• [ASSIGNMENT]: Select the lines of the records containing the word "https" and list them.

• [LISTED RECORDS]:

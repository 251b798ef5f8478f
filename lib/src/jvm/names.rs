use std::borrow::Cow;
use std::fmt::{Debug, Display, Error as FmtError, Formatter};

/// Names of methods, fields
///
/// See <https://docs.oracle.com/javase/specs/jvms/se16/html/jvms-4.html#jvms-4.2.2>
#[derive(Clone, Hash, Eq, PartialEq, Ord, PartialOrd)]
pub struct UnqualifiedName(Cow<'static, str>);

/// Names of classes and interfaces, in internal form (`java/lang/Object`)
///
/// See <https://docs.oracle.com/javase/specs/jvms/se16/html/jvms-4.html#jvms-4.2.1>
#[derive(Clone, Hash, Eq, PartialEq, Ord, PartialOrd)]
pub struct BinaryName(Cow<'static, str>);

pub trait Name: Sized {
    /// Check if a string would be a valid name
    fn check_valid(name: impl AsRef<str>) -> Result<(), String>;

    /// Extact the raw underlying string data
    fn as_cow(&self) -> &Cow<'static, str>;

    /// Extact the raw underlying string name
    fn as_str(&self) -> &str {
        self.as_cow().as_ref()
    }

    /// Try to construct a name from a string
    fn from_string(name: String) -> Result<Self, String>;
}

impl Name for UnqualifiedName {
    fn check_valid(name: impl AsRef<str>) -> Result<(), String> {
        let name = name.as_ref();
        if name.contains(&['.', ';', '[', '/'][..]) {
            Err(format!(
                "Unqualified name '{}' contains an illegal character",
                name
            ))
        } else if name.is_empty() {
            Err(format!("Unqualified name '{}' is empty", name))
        } else {
            Ok(())
        }
    }

    fn as_cow(&self) -> &Cow<'static, str> {
        &self.0
    }

    fn from_string(name: String) -> Result<Self, String> {
        Self::check_valid(&name)?;
        Ok(UnqualifiedName(Cow::Owned(name)))
    }
}

impl Name for BinaryName {
    fn check_valid(name: impl AsRef<str>) -> Result<(), String> {
        let name = name.as_ref();
        if name.is_empty() {
            Err(format!("Binary name '{}' is empty", name))
        } else {
            name.split('/').map(UnqualifiedName::check_valid).collect()
        }
    }

    fn as_cow(&self) -> &Cow<'static, str> {
        &self.0
    }

    fn from_string(name: String) -> Result<Self, String> {
        Self::check_valid(&name)?;
        Ok(BinaryName(Cow::Owned(name)))
    }
}

impl Debug for UnqualifiedName {
    fn fmt(&self, f: &mut Formatter<'_>) -> Result<(), FmtError> {
        f.write_str(self.0.as_ref())
    }
}

impl Display for UnqualifiedName {
    fn fmt(&self, f: &mut Formatter<'_>) -> Result<(), FmtError> {
        f.write_str(self.0.as_ref())
    }
}

impl Debug for BinaryName {
    fn fmt(&self, f: &mut Formatter<'_>) -> Result<(), FmtError> {
        f.write_str(self.0.as_ref())
    }
}

/// Displays the source-level name (`java.lang.Object`)
impl Display for BinaryName {
    fn fmt(&self, f: &mut Formatter<'_>) -> Result<(), FmtError> {
        f.write_str(&self.java_name())
    }
}

impl BinaryName {
    const fn name(value: &'static str) -> BinaryName {
        BinaryName(Cow::Borrowed(value))
    }

    /// Parse a dotted source-level name (`java.lang.Object`)
    pub fn from_java_name(name: &str) -> Result<BinaryName, String> {
        BinaryName::from_string(name.replace('.', "/"))
    }

    /// Dotted source-level name, with nested class separators left as `$`
    pub fn java_name(&self) -> String {
        self.0.replace('/', ".")
    }

    /// Package prefix in internal form (empty for the default package)
    pub fn package(&self) -> &str {
        match self.0.rfind('/') {
            Some(idx) => &self.0[..idx],
            None => "",
        }
    }

    /// Name without the package prefix
    pub fn simple_name(&self) -> &str {
        match self.0.rfind('/') {
            Some(idx) => &self.0[idx + 1..],
            None => self.0.as_ref(),
        }
    }

    pub const OBJECT: Self = Self::name("java/lang/Object");
    pub const CLONEABLE: Self = Self::name("java/lang/Cloneable");
    pub const SERIALIZABLE: Self = Self::name("java/io/Serializable");
    pub const COMPARABLE: Self = Self::name("java/lang/Comparable");
    pub const CHARSEQUENCE: Self = Self::name("java/lang/CharSequence");
    pub const ANNOTATED_ELEMENT: Self = Self::name("java/lang/reflect/AnnotatedElement");
    pub const GENERIC_DECLARATION: Self = Self::name("java/lang/reflect/GenericDeclaration");
    pub const REFLECT_TYPE: Self = Self::name("java/lang/reflect/Type");
    pub const STRING: Self = Self::name("java/lang/String");
    pub const CLASS: Self = Self::name("java/lang/Class");
    pub const THROWABLE: Self = Self::name("java/lang/Throwable");
    pub const EXCEPTION: Self = Self::name("java/lang/Exception");
    pub const RUNTIMEEXCEPTION: Self = Self::name("java/lang/RuntimeException");
    pub const ERROR: Self = Self::name("java/lang/Error");
    pub const NUMBER: Self = Self::name("java/lang/Number");
    pub const BOOLEAN: Self = Self::name("java/lang/Boolean");
    pub const BYTE: Self = Self::name("java/lang/Byte");
    pub const CHARACTER: Self = Self::name("java/lang/Character");
    pub const SHORT: Self = Self::name("java/lang/Short");
    pub const INTEGER: Self = Self::name("java/lang/Integer");
    pub const LONG: Self = Self::name("java/lang/Long");
    pub const FLOAT: Self = Self::name("java/lang/Float");
    pub const DOUBLE: Self = Self::name("java/lang/Double");
    pub const ANNOTATION: Self = Self::name("java/lang/annotation/Annotation");

    // Weaver runtime support
    pub const CFLOW_COUNTER: Self = Self::name("jweave/runtime/CFlowCounter");

    // Annotation-style aspect declarations
    pub const ASPECT: Self = Self::name("org/aspectj/lang/annotation/Aspect");
    pub const POINTCUT: Self = Self::name("org/aspectj/lang/annotation/Pointcut");
    pub const BEFORE: Self = Self::name("org/aspectj/lang/annotation/Before");
    pub const AFTER: Self = Self::name("org/aspectj/lang/annotation/After");
    pub const AFTER_RETURNING: Self = Self::name("org/aspectj/lang/annotation/AfterReturning");
    pub const AFTER_THROWING: Self = Self::name("org/aspectj/lang/annotation/AfterThrowing");
    pub const DECLARE_PRECEDENCE: Self =
        Self::name("org/aspectj/lang/annotation/DeclarePrecedence");
}

impl UnqualifiedName {
    /// Concatenate the contents of two unqualified names to produce a third
    pub fn concat(&self, other: &UnqualifiedName) -> UnqualifiedName {
        UnqualifiedName(Cow::Owned(format!("{}{}", self.as_str(), other.as_str())))
    }

    /// Construct an unqualified name that is just a number
    pub fn number(n: usize) -> UnqualifiedName {
        UnqualifiedName(Cow::Owned(n.to_string()))
    }

    const fn name(value: &'static str) -> UnqualifiedName {
        UnqualifiedName(Cow::Borrowed(value))
    }

    // Special methods
    pub const INIT: Self = Self::name("<init>");
    pub const CLINIT: Self = Self::name("<clinit>");

    // JDK names
    pub const GETCLASS: Self = Self::name("getClass");
    pub const ISANNOTATIONPRESENT: Self = Self::name("isAnnotationPresent");
    pub const GETANNOTATION: Self = Self::name("getAnnotation");
    pub const VALUEOF: Self = Self::name("valueOf");
    pub const BOOLEANVALUE: Self = Self::name("booleanValue");
    pub const BYTEVALUE: Self = Self::name("byteValue");
    pub const CHARVALUE: Self = Self::name("charValue");
    pub const SHORTVALUE: Self = Self::name("shortValue");
    pub const INTVALUE: Self = Self::name("intValue");
    pub const LONGVALUE: Self = Self::name("longValue");
    pub const FLOATVALUE: Self = Self::name("floatValue");
    pub const DOUBLEVALUE: Self = Self::name("doubleValue");

    // Weaver runtime names
    pub const ASPECTOF: Self = Self::name("aspectOf");
    pub const INC: Self = Self::name("inc");
    pub const DEC: Self = Self::name("dec");
    pub const ISVALID: Self = Self::name("isValid");
    pub const CFLOW_COUNTER_PREFIX: Self = Self::name("ajc$cflowCounter$");

    // Annotation elements
    pub const VALUE: Self = Self::name("value");
    pub const ARGNAMES: Self = Self::name("argNames");
    pub const POINTCUT: Self = Self::name("pointcut");
    pub const RETURNING: Self = Self::name("returning");
    pub const THROWING: Self = Self::name("throwing");
}

#[cfg(test)]
mod test {
    use super::*;

    #[test]
    fn java_names() {
        let name = BinaryName::from_java_name("com.example.Service").unwrap();
        assert_eq!(name.as_str(), "com/example/Service");
        assert_eq!(name.java_name(), "com.example.Service");
        assert_eq!(name.package(), "com/example");
        assert_eq!(name.simple_name(), "Service");
        assert_eq!(BinaryName::from_java_name("Bare").unwrap().package(), "");
    }

    #[test]
    fn invalid_names() {
        assert!(UnqualifiedName::from_string(String::from("a.b")).is_err());
        assert!(UnqualifiedName::from_string(String::new()).is_err());
        assert!(BinaryName::from_string(String::from("a//b")).is_err());
    }
}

• [FINISHED TASK]:
/// See <https://docs.oracle.com/javase/specs/jvms/se16/html/jvms-4.html#jvms-4.2.2>
/// See <https://docs.oracle.com/javase/specs/jvms/se16/html/jvms-4.html#jvms-4.2.1>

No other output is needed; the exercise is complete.